All participants completed standard clinical neuropsychological instruments with established reliability and validity (Lezak, Howieson, Loring, Hannay, & Fischer, 2004). These measures assessed global cognitive functioning (Mini Mental Status Exam, MMSE (M. F. Folstein, S. E. Folstein, & P. R McHugh, 1975), full scale IQ (Wechsler Abbreviated Scale of Intelligence – Two Subtest, WASI (Wechsler, 1999), language (WASI Vocabulary Subtest; Category Fluency for Animals (Morris et al., 1989)) memory (California Verbal and Learning Test II, CVLT-II (Delis, Kramer, Kaplan, & Ober, 1987); Rey Complex Figure Test, RCF (J. E. Meyers & K. R. Meyers, 1995)), attention-executive functioning (Controlled Oral Word Association Test, COWAT (Ruff, Light, Parker, & Levin, 1996); Trail Making Test A & B (Reitan, 1958), Wechsler Adult Intelligence Scale-III, WAIS-III, Digit Span Subtest (Wechsler, 1997)), psychomotor speed (Grooved Pegboard (Ruff & Parker, 1993)) visual-spatial ability (RCF copy; WASI Matrix Reasoning Subtest) and emotional functioning (Beck Depression Inventory-II, BDI-II (Beck, Steer, & Brown, 1996); State Trait Anxiety Inventory, STAI (Spielberger & Gorsuch, 1970)). Tests were administered and scored by a trained research assistant using standard administration and scoring criteria.

Cardiovascular Assessment

Participants abstained from caffeine and fasted for at least four hours prior to the assessment. After fifteen minutes of rest in a supine position, brachial blood pressure was measured using a semi-automated device (Dinamap XL, Johnson & Johnson Medical Inc, Tampa, FL) Three separate recordings were made while participants sat upright in accordance with American Heart Association Guidelines (Perloff et al., 1993).

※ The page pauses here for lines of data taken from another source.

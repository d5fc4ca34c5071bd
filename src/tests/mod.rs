mod test_dataset;


pub const TEST_SEED: u64 = 294845;
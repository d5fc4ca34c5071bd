//! Seed-deterministic k-fold cross-validation and bandwidth grid search.
//!
//! Folds are drawn by seeded shuffling, so a fixed [`CvConfig`] always
//! produces the same partition and the same reported scores. Fold
//! evaluations are independent (each fits a fresh model instance) and run
//! in parallel with order preserved; grid candidates run sequentially so
//! reported sweeps stay deterministic.

use log::{debug, info};
use rand::rngs::StdRng;
use rand::seq::SliceRandom;
use rand::SeedableRng;
use rayon::prelude::*;
use serde::{Deserialize, Serialize};

use crate::dataset::Dataset;
use crate::error::{AakrError, Result};
use crate::model::{Aakr, AakrConfig, Weighting};

/// Immutable cross-validation configuration, validated at construction.
#[derive(Clone, Copy, Debug, Serialize, Deserialize)]
pub struct CvConfig {
    folds: usize,
    seed: u64,
}

impl CvConfig {
    /// Validates `folds >= 2`.
    pub fn new(folds: usize, seed: u64) -> Result<Self> {
        if folds < 2 {
            return Err(AakrError::InvalidConfig(format!(
                "fold count must be >= 2, got {folds}"
            )));
        }
        Ok(Self { folds, seed })
    }

    #[inline]
    pub fn folds(&self) -> usize {
        self.folds
    }

    #[inline]
    pub fn seed(&self) -> u64 {
        self.seed
    }
}

/// Seeded shuffle of `0..nrows` chunked into `folds` disjoint index sets
/// whose sizes differ by at most one. The partition is an exhaustive
/// cover and is stable for a fixed config.
pub fn partition_rows(nrows: usize, cv: &CvConfig) -> Result<Vec<Vec<usize>>> {
    if cv.folds > nrows {
        return Err(AakrError::InsufficientData(format!(
            "{} folds requested but only {} rows available",
            cv.folds, nrows
        )));
    }

    let mut indices: Vec<usize> = (0..nrows).collect();
    let mut rng = StdRng::seed_from_u64(cv.seed);
    indices.shuffle(&mut rng);

    let base = nrows / cv.folds;
    let extra = nrows % cv.folds;
    let mut folds = Vec::with_capacity(cv.folds);
    let mut start = 0;
    for i in 0..cv.folds {
        let len = base + usize::from(i < extra);
        folds.push(indices[start..start + len].to_vec());
        start += len;
    }
    debug_assert_eq!(start, nrows);
    Ok(folds)
}

/// Scores one model configuration by k-fold cross-validation over the
/// historical dataset: each fold is held out, a fresh model is fitted on
/// the complement and predicts the fold, and the fold's goodness
/// `1 / (1 + RMSE)` is recorded. Returns exactly `folds` scores, in fold
/// order, each strictly positive.
pub fn cross_validation_score(
    data: &Dataset,
    cv: &CvConfig,
    config: AakrConfig,
) -> Result<Vec<f64>> {
    let folds = partition_rows(data.nrows(), cv)?;
    info!(
        "Cross-validating h={} ({:?}) with {} folds over {} rows",
        config.bandwidth(),
        config.weighting(),
        cv.folds,
        data.nrows()
    );

    let scores: Result<Vec<f64>> = folds
        .par_iter()
        .enumerate()
        .map(|(i, held_out)| {
            let train_idx: Vec<usize> = folds
                .iter()
                .enumerate()
                .filter(|&(j, _)| j != i)
                .flat_map(|(_, f)| f.iter().copied())
                .collect();
            let train = data.select_rows(&train_idx);
            let held = data.select_rows(held_out);

            let mut model = Aakr::new(config);
            let (xt, yt) = model.fit_transform(&train, &held)?;
            let (y, y_hat) = model.predict(&xt, &yt)?;
            let score = goodness(&y, &y_hat);
            debug!("fold {i}: {} held-out rows, score {score:.6}", held.nrows());
            Ok(score)
        })
        .collect();
    scores
}

/// Reconstruction goodness: `1 / (1 + RMSE)`, strictly positive and
/// increasing as residuals shrink.
fn goodness(y: &[Vec<f64>], y_hat: &[Vec<f64>]) -> f64 {
    1.0 / (1.0 + rmse(y, y_hat))
}

/// Root-mean-square residual over all entries of `y - y_hat`.
pub fn rmse(y: &[Vec<f64>], y_hat: &[Vec<f64>]) -> f64 {
    let mut sum = 0.0;
    let mut count = 0usize;
    for (a, b) in y.iter().zip(y_hat) {
        for (&u, &v) in a.iter().zip(b) {
            let d = u - v;
            sum += d * d;
            count += 1;
        }
    }
    if count == 0 {
        return 0.0;
    }
    (sum / count as f64).sqrt()
}

/// One grid-search candidate with its per-fold scores and their mean.
#[derive(Clone, Debug, Serialize, Deserialize)]
pub struct CandidateResult {
    pub h: f64,
    pub fold_scores: Vec<f64>,
    pub mean_score: f64,
}

/// Full sweep outcome: every candidate, plus the winner.
#[derive(Clone, Debug, Serialize, Deserialize)]
pub struct GridSearchReport {
    pub candidates: Vec<CandidateResult>,
    pub best: CandidateResult,
}

/// Sweeps candidate bandwidths, cross-validating each with the same fold
/// partition, and picks the candidate with the highest mean score. Ties
/// break toward the smaller bandwidth for determinism.
pub fn grid_search(
    data: &Dataset,
    bandwidths: &[f64],
    weighting: Weighting,
    cv: &CvConfig,
) -> Result<GridSearchReport> {
    if bandwidths.is_empty() {
        return Err(AakrError::InsufficientData(
            "grid search requires at least one candidate bandwidth".into(),
        ));
    }

    let mut candidates = Vec::with_capacity(bandwidths.len());
    for &h in bandwidths {
        let config = AakrConfig::new(h, weighting)?;
        let fold_scores = cross_validation_score(data, cv, config)?;
        let mean_score = fold_scores.iter().sum::<f64>() / fold_scores.len() as f64;
        info!("grid candidate h={h}: mean score {mean_score:.6}");
        candidates.push(CandidateResult {
            h,
            fold_scores,
            mean_score,
        });
    }

    let best = candidates
        .iter()
        .max_by(|a, b| {
            a.mean_score
                .partial_cmp(&b.mean_score)
                .unwrap_or(std::cmp::Ordering::Equal)
                .then_with(|| {
                    // prefer the smaller bandwidth on score ties
                    b.h.partial_cmp(&a.h).unwrap_or(std::cmp::Ordering::Equal)
                })
        })
        .cloned()
        .expect("candidate list is non-empty");

    info!(
        "grid search best: h={} with mean score {:.6}",
        best.h, best.mean_score
    );
    Ok(GridSearchReport { candidates, best })
}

Endothelial function was assessed with brachial artery flow-mediated dilation. A B-mode Doppler ultrasound machine (iE 33 Ultrasound System, Philips, Bothell, WA) with a customized transducer holding device was used to measure brachial artery diameters and blood flow velocity. Brachial artery images were obtained in a longitudinal orientation located 5–10 cm proximal to the antecubital fossa. Baseline blood flow and diameter measurements were made after participants rested for at least fifteen minutes in the supine position. After the acquisition of baseline measurements, a blood pressure cuff placed on the ipsilateral forearm distal to the elbow was inflated to 100 mmHg above baseline systolic blood pressure for 5 minutes using a rapid cuff inflator (E20, Hokanson, Bellevue,WA). Ultrasound-derived blood velocity and diameter data were saved as DICOM format and transferred to a computer using a digital image viewing software (Access Point 2004, Freeland Systems; Westminster, CO) for later analyses. All ultrasound brachial images were subsequently analyzed by the same investigator using image analysis software (Vascular Research Tool Brachial Analyzer, Medical Imaging Applications, Coralville, IA).

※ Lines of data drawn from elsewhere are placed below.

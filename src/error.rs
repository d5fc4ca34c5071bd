//! Error taxonomy for the AAKR core.
//!
//! Every variant signals a caller contract violation (bad shapes, bad call
//! order, bad configuration). Computation is deterministic and in-memory,
//! so none of these are transient; there is no retry path. The core never
//! logs or swallows an error, callers translate into diagnostics.

use thiserror::Error;

pub type Result<T> = std::result::Result<T, AakrError>;

#[derive(Debug, Error, PartialEq)]
pub enum AakrError {
    /// Feature-name intersection between historical and query data is
    /// empty, or an input table lacks features a fitted model requires.
    #[error("feature alignment failed: {0}")]
    DataAlignment(String),

    /// `transform` or `predict` invoked before `fit`.
    #[error("model is not fitted; call fit before {0}")]
    NotFitted(&'static str),

    /// Fold count or sample size exceeds the available rows.
    #[error("insufficient data: {0}")]
    InsufficientData(String),

    /// Aligned matrices disagree on feature count. Structurally impossible
    /// when alignment is done through `fit`/`transform`; kept as a
    /// defensive check for callers driving `predict` with raw matrices.
    #[error("dimension mismatch: expected {expected} features, got {got}")]
    DimensionMismatch { expected: usize, got: usize },

    /// A configuration value failed validation at construction time.
    #[error("invalid configuration: {0}")]
    InvalidConfig(String),
}
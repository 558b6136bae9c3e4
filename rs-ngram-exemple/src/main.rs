use rs_ngram_core::io::{read_sentences, split_corpus};
use rs_ngram_core::{BigramModel, InterpolatedModel, LanguageModel, ModelConfig, TrigramModel, UnigramModel};

/// Formats a perplexity, or the reason it could not be computed.
fn show(perplexity: rs_ngram_core::Result<f64>) -> String {
    match perplexity {
        Ok(value) => format!("{:>10.3}", value),
        Err(e) => format!("({})", e),
    }
}

fn main() -> Result<(), Box<dyn std::error::Error>> {
    env_logger::Builder::from_env(env_logger::Env::default().default_filter_or("info")).init();

    // Markers, rarity threshold and sharding; defaults are <START>, <STOP>, <UNK> and 3
    let config = ModelConfig::default();

    // One whitespace-tokenized sentence per line; markers are added when missing
    let corpus = read_sentences("./data/train.txt", &config)?;
    log::info!("loaded {} sentences from ./data/train.txt", corpus.len());

    // Keep 80% for training and score the rest, with a fixed seed for reproducible numbers
    let (train, dev) = split_corpus(corpus, 0.8, 42);
    println!("{} training sentences, {} evaluation sentences", train.len(), dev.len());

    let mut unigram = UnigramModel::with_config(config.clone())?;
    let mut bigram = BigramModel::with_config(config.clone())?;
    let mut trigram = TrigramModel::with_config(config.clone())?;
    println!("unigram vocabulary: {}", unigram.train(&train));
    println!("distinct bigrams: {}", bigram.train(&train));
    println!("distinct trigrams: {}", trigram.train(&train));

    // In-sample perplexity grows with smoothing, held-out perplexity usually drops first
    for smoothing in [0.0, 0.1, 0.5, 1.0, 2.0] {
        println!(
            "smoothing {:>4}: unigram train {} dev {} | bigram dev {} | trigram dev {}",
            smoothing,
            show(unigram.perplexity(&train, smoothing)),
            show(unigram.perplexity(&dev, smoothing)),
            show(bigram.perplexity(&dev, smoothing)),
            show(trigram.perplexity(&dev, smoothing)),
        );
    }

    let mut interpolated = InterpolatedModel::with_config(config)?;
    interpolated.train(&train);

    // Weights must sum to exactly 1
    for (l1, l2, l3) in [(0.1, 0.3, 0.6), (0.2, 0.3, 0.5), (0.25, 0.25, 0.5), (0.5, 0.25, 0.25)] {
        println!(
            "lambdas ({}, {}, {}): train {} dev {}",
            l1,
            l2,
            l3,
            show(interpolated.interpolate(l1, l2, l3, &train)),
            show(interpolated.interpolate(l1, l2, l3, &dev)),
        );
    }

    // Weights not summing to 1 are refused before any scoring happens
    match interpolated.interpolate(0.5, 0.3, 0.1, &dev) {
        Ok(_) => println!("Should not happen"),
        Err(e) => println!("Rejected: {}", e),
    }

    Ok(())
}
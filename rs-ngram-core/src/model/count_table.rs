use std::collections::HashMap;
use std::sync::mpsc;
use std::thread;

use super::config::ModelConfig;

/// An n-gram key: `N` consecutive tokens compared and hashed structurally.
pub type NGram<const N: usize> = [String; N];

/// Frequency table of order `N` (1 = unigram, 2 = bigram, 3 = trigram).
///
/// A `CountTable` maps every n-gram observed inside a sentence to the number of
/// times it occurred. Windows never cross sentence boundaries.
///
/// # Responsibilities
/// - Accumulate occurrences while reading sentences
/// - Answer count lookups with borrowed tokens
/// - Merge with another table of the same order (parallel counting support)
///
/// # Invariants
/// - Every stored key has exactly `N` tokens (enforced by the type)
/// - Counts stored through `add_sentence` are strictly positive
#[derive(Clone, Debug, Default, PartialEq)]
pub struct CountTable<const N: usize> {
	counts: HashMap<NGram<N>, usize>,
}

impl<const N: usize> CountTable<N> {
	/// Creates an empty table.
	pub fn new() -> Self {
		Self { counts: HashMap::new() }
	}

	/// Builds an owned key from borrowed tokens.
	pub fn key<S: AsRef<str>>(tokens: &[S; N]) -> NGram<N> {
		std::array::from_fn(|i| tokens[i].as_ref().to_owned())
	}

	/// Counts every window of `N` adjacent tokens of `sentence`.
	///
	/// Sentences shorter than `N` contribute nothing.
	pub fn add_sentence<S: AsRef<str>>(&mut self, sentence: &[S]) {
		if N == 0 || sentence.len() < N {
			return;
		}
		for window in sentence.windows(N) {
			let key: NGram<N> = std::array::from_fn(|i| window[i].as_ref().to_owned());
			*self.counts.entry(key).or_insert(0) += 1;
		}
	}

	/// Adds `occurrences` to the count of `key`.
	pub fn add(&mut self, key: NGram<N>, occurrences: usize) {
		*self.counts.entry(key).or_insert(0) += occurrences;
	}

	/// Sets the count of `key`, replacing any previous value.
	pub(crate) fn insert(&mut self, key: NGram<N>, count: usize) {
		self.counts.insert(key, count);
	}

	/// Returns the count of `key`, or `None` if it was never observed.
	pub fn count<S: AsRef<str>>(&self, key: &[S; N]) -> Option<usize> {
		self.counts.get(&Self::key(key)).copied()
	}

	/// Returns true if `key` is present in the table.
	pub fn contains<S: AsRef<str>>(&self, key: &[S; N]) -> bool {
		self.counts.contains_key(&Self::key(key))
	}

	/// Sum of all counts.
	pub fn total(&self) -> usize {
		self.counts.values().sum()
	}

	/// Number of distinct n-grams.
	pub fn len(&self) -> usize {
		self.counts.len()
	}

	pub fn is_empty(&self) -> bool {
		self.counts.is_empty()
	}

	/// Iterates over `(n-gram, count)` pairs in arbitrary order.
	pub fn iter(&self) -> impl Iterator<Item = (&NGram<N>, usize)> {
		self.counts.iter().map(|(k, v)| (k, *v))
	}

	/// Merges another table of the same order into this one.
	///
	/// Counts of matching keys are summed, missing keys are moved over.
	/// Counting is commutative and associative, so merge order does not matter.
	pub fn merge(&mut self, other: Self) {
		for (key, occurrences) in other.counts {
			self.add(key, occurrences);
		}
	}

	/// Counts every sentence of the corpus.
	///
	/// # Behavior
	/// - Splits the corpus into `ModelConfig::shard_count` chunks.
	/// - A single chunk is counted on the calling thread.
	/// - Otherwise spawns one scoped thread per chunk, each building a partial
	///   table, and merges the partial tables as they arrive over an MPSC channel.
	pub fn from_sentences<S>(sentences: &[Vec<S>], config: &ModelConfig) -> Self
	where
		S: AsRef<str> + Sync,
	{
		let shards = config.shard_count(sentences.len());
		if shards <= 1 {
			let mut table = Self::new();
			for sentence in sentences {
				table.add_sentence(sentence);
			}
			return table;
		}

		let chunk_size = sentences.len().div_ceil(shards);
		log::debug!(
			"counting {}-grams over {} sentences in {} shards",
			N,
			sentences.len(),
			sentences.len().div_ceil(chunk_size)
		);

		let mut table = Self::new();
		thread::scope(|scope| {
			let (tx, rx) = mpsc::channel();
			for chunk in sentences.chunks(chunk_size) {
				let tx = tx.clone();
				scope.spawn(move || {
					let mut partial = Self::new();
					for sentence in chunk {
						partial.add_sentence(sentence);
					}
					tx.send(partial).expect("receiver lives until every shard is merged");
				});
			}
			drop(tx);

			for partial in rx.iter() {
				table.merge(partial);
			}
		});
		table
	}
}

FMD was expressed as the percent change in brachial artery diameters recorded during the pre and post occlusion phases and was calculated using the equation: (maximum diameter – baseline diameter)/baseline diameter × 100. The average of 10 end-diastolic brachial artery diameters before blood flow occlusion was used for baseline diameters and the average of 3 peak end-diastolic diameters during the reperfusion phase was used for maximum brachial artery diameter.

Working Memory Task Paradigm

Working memory was assessed using a verbal n-Back task (Braver et al., 1997; J. D. Cohen et al., 1997; Walter et al., 2003), consisting of alternating blocks of 0-Back, 2-Back, and rest conditions. During each 0- and 2-Back block, a series of twelve individual consonants were visually presented in random order for 500 ms each with a 2,500 ms inter-stimulus interval. Participants responded to target letters (33% in each block) using a two-button MR-compatible response box. In the 0-Back condition, the target was a prespecified letter (H) and in the 2-Back condition, the target was any letter that was identical to the one presented two stimuli earlier. Task performance was assessed by measuring mean accuracy rates and reaction time for all correct trials. During each rest block, a fixation cross appeared in the middle of the screen for 30 seconds. The task was programmed and presented using E-Prime software (Psychology Software Tools, Inc., Pittsburgh, PA). During neuroimaging, two consecutive 6 minute runs consisting of three blocks of alternating 0-Back, 2-Back, and rest conditions were presented. Before neuroimaging, participants were given an opportunity to practice the task on laptop computer to ensure adequate performance.

Neuroimaging

MRI data for each participant were acquired in a single session on a 3T GE Signa Excite MRI scanner equipped with a standard head coil. T1-weighted anatomical scans of the entire brain in the saggital plane were collected using a high-resolution Spoiled Gradient Echo (SPGR) sequence (256 × 256 matrix, FOV = 24 cm2, 1 mm slice thickness, 0 gap). Functional imaging was preformed while participants completed the 2-Back task. The task was back-projected from a laptop onto a screen positioned at the participant’s head, and viewed through a double-mirror attached to the head coil. Functional imaging was performed using a whole brain echo-planer imaging (EPI) sequence (TR = 3000 ms, TE = 30 ms, FOV = 24 cm2, 64 × 64 matrix, 42 axial slices, 3 mm slice thickness, 0.3 mm gap).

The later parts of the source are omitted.